What the exercise asks = Quote the lines below exactly, from the one that holds "pub fn status(&self)" through the final line of the records, and only those.

Source records =
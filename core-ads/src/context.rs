//! Collaborators and server settings shared by ad coordinators.

use bridge_traits::{Clock, HttpClient, NetworkMonitor};
use core_runtime::config::SdkConfig;
use core_runtime::events::EventBus;
use std::fmt;
use std::sync::Arc;
use std::time::Duration;

/// Everything a coordinator needs besides its request.
///
/// Cheap to clone; derive one per SDK instance with
/// [`AdFetchContext::from_config`] and hand clones to every coordinator.
#[derive(Clone)]
pub struct AdFetchContext {
    pub http_client: Arc<dyn HttpClient>,
    /// `None` means the network is assumed reachable
    pub network_monitor: Option<Arc<dyn NetworkMonitor>>,
    pub event_bus: Option<Arc<EventBus>>,
    pub clock: Arc<dyn Clock>,
    pub ad_server_url: String,
    pub advertiser_id: String,
    pub package_name: String,
    pub sdk_version: String,
    pub request_timeout: Duration,
    pub debug_mode: bool,
}

impl AdFetchContext {
    pub fn from_config(config: &SdkConfig) -> Self {
        Self {
            http_client: Arc::clone(&config.http_client),
            network_monitor: config.network_monitor.clone(),
            event_bus: config.event_bus.clone(),
            clock: Arc::clone(&config.clock),
            ad_server_url: config.ad_server_url.clone(),
            advertiser_id: config.advertiser_id.clone(),
            package_name: config.package_name.clone(),
            sdk_version: config.sdk_version.clone(),
            request_timeout: config.request_timeout,
            debug_mode: config.debug_mode,
        }
    }

    pub(crate) async fn is_reachable(&self) -> bool {
        match &self.network_monitor {
            Some(monitor) => monitor.is_connected().await,
            None => true,
        }
    }
}

impl From<&SdkConfig> for AdFetchContext {
    fn from(config: &SdkConfig) -> Self {
        Self::from_config(config)
    }
}

impl fmt::Debug for AdFetchContext {
    fn fmt(&self, f: &mut fmt::Formatter<'_>) -> fmt::Result {
        f.debug_struct("AdFetchContext")
            .field("ad_server_url", &self.ad_server_url)
            .field("advertiser_id", &self.advertiser_id)
            .field("package_name", &self.package_name)
            .field("sdk_version", &self.sdk_version)
            .field("request_timeout", &self.request_timeout)
            .field("debug_mode", &self.debug_mode)
            .field("has_network_monitor", &self.network_monitor.is_some())
            .field("event_bus", &self.event_bus)
            .finish()
    }
}
use thiserror::Error;

/// Terminal failure of an ad fetch.
///
/// Delivered exclusively through
/// [`AdDownloadDelegate::download_failed_with_error`](crate::AdDownloadDelegate::download_failed_with_error).
/// An already-running fetch is not an error; `fetch_ad` returns `false` instead.
#[derive(Error, Debug, Clone, PartialEq, Eq)]
pub enum AdError {
    #[error("Network is not reachable")]
    NetworkUnreachable,

    #[error("Ad request failed{}: {message}", status_suffix(.status))]
    RequestFailed {
        /// HTTP status, `None` when the transport failed before a response
        status: Option<u16>,
        message: String,
    },

    #[error("Invalid ad response: {0}")]
    InvalidResponse(String),

    #[error("Ad placement is missing")]
    MissingPlacement,
}

fn status_suffix(status: &Option<u16>) -> String {
    status
        .map(|code| format!(" with status {}", code))
        .unwrap_or_default()
}

impl AdError {
    /// Error domain reported to hosts alongside [`code`](Self::code).
    pub const DOMAIN: &'static str = "com.tune.ads";

    pub fn domain(&self) -> &'static str {
        Self::DOMAIN
    }

    /// Stable numeric code per error kind.
    pub fn code(&self) -> i32 {
        match self {
            AdError::NetworkUnreachable => 1,
            AdError::RequestFailed { .. } => 2,
            AdError::InvalidResponse(_) => 3,
            AdError::MissingPlacement => 4,
        }
    }

    /// HTTP status of the failed request, if one was received.
    pub fn status(&self) -> Option<u16> {
        match self {
            AdError::RequestFailed { status, .. } => *status,
            _ => None,
        }
    }
}

pub type Result<T> = std::result::Result<T, AdError>;
//! Workspace facade crate.
//!
//! Host applications depend on `tune-sdk` and enable the documented features
//! instead of wiring each workspace crate individually:
//!
//! - `ads` - ad fetching (`core-ads`)
//! - `tracking` - tracking keys and event models (`core-tracking`)
//! - `desktop-shims` - reqwest/TCP-probe defaults for the host bridges

pub use bridge_traits as bridge;
pub use core_runtime as runtime;

pub use core_runtime::config::{SdkConfig, SdkConfigBuilder};
pub use core_runtime::events::{AdEvent, CoreEvent, EventBus};
pub use core_runtime::logging::{init_logging, LogFormat, LoggingConfig};

#[cfg(feature = "ads")]
pub use core_ads as ads;

#[cfg(feature = "ads")]
pub use core_ads::{
    download_ad, Ad, AdDownloadDelegate, AdError, AdFetchContext, AdFetchCoordinator,
    AdMetadata, AdOrientation, AdResult, AdType, CompletionHandler, FetchRequest,
};

#[cfg(feature = "tracking")]
pub use core_tracking as tracking;

#[cfg(feature = "tracking")]
pub use core_tracking::{EventItem, TrackingEvent};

Result for this exercise =
    pub fn status(&self) -> Option<u16> {
        match self {
            AdError::RequestFailed { status, .. } => *status,
            _ => None,
        }
    }
}

pub type Result<T> = std::result::Result<T, AdError>;
//! Workspace facade crate.
//!
//! Host applications depend on `tune-sdk` and enable the documented features
//! instead of wiring each workspace crate individually:
//!
//! - `ads` - ad fetching (`core-ads`)
//! - `tracking` - tracking keys and event models (`core-tracking`)
//! - `desktop-shims` - reqwest/TCP-probe defaults for the host bridges

pub use bridge_traits as bridge;
pub use core_runtime as runtime;

pub use core_runtime::config::{SdkConfig, SdkConfigBuilder};
pub use core_runtime::events::{AdEvent, CoreEvent, EventBus};
pub use core_runtime::logging::{init_logging, LogFormat, LoggingConfig};

#[cfg(feature = "ads")]
pub use core_ads as ads;

#[cfg(feature = "ads")]
pub use core_ads::{
    download_ad, Ad, AdDownloadDelegate, AdError, AdFetchContext, AdFetchCoordinator,
    AdMetadata, AdOrientation, AdResult, AdType, CompletionHandler, FetchRequest,
};

#[cfg(feature = "tracking")]
pub use core_tracking as tracking;

#[cfg(feature = "tracking")]
pub use core_tracking::{EventItem, TrackingEvent};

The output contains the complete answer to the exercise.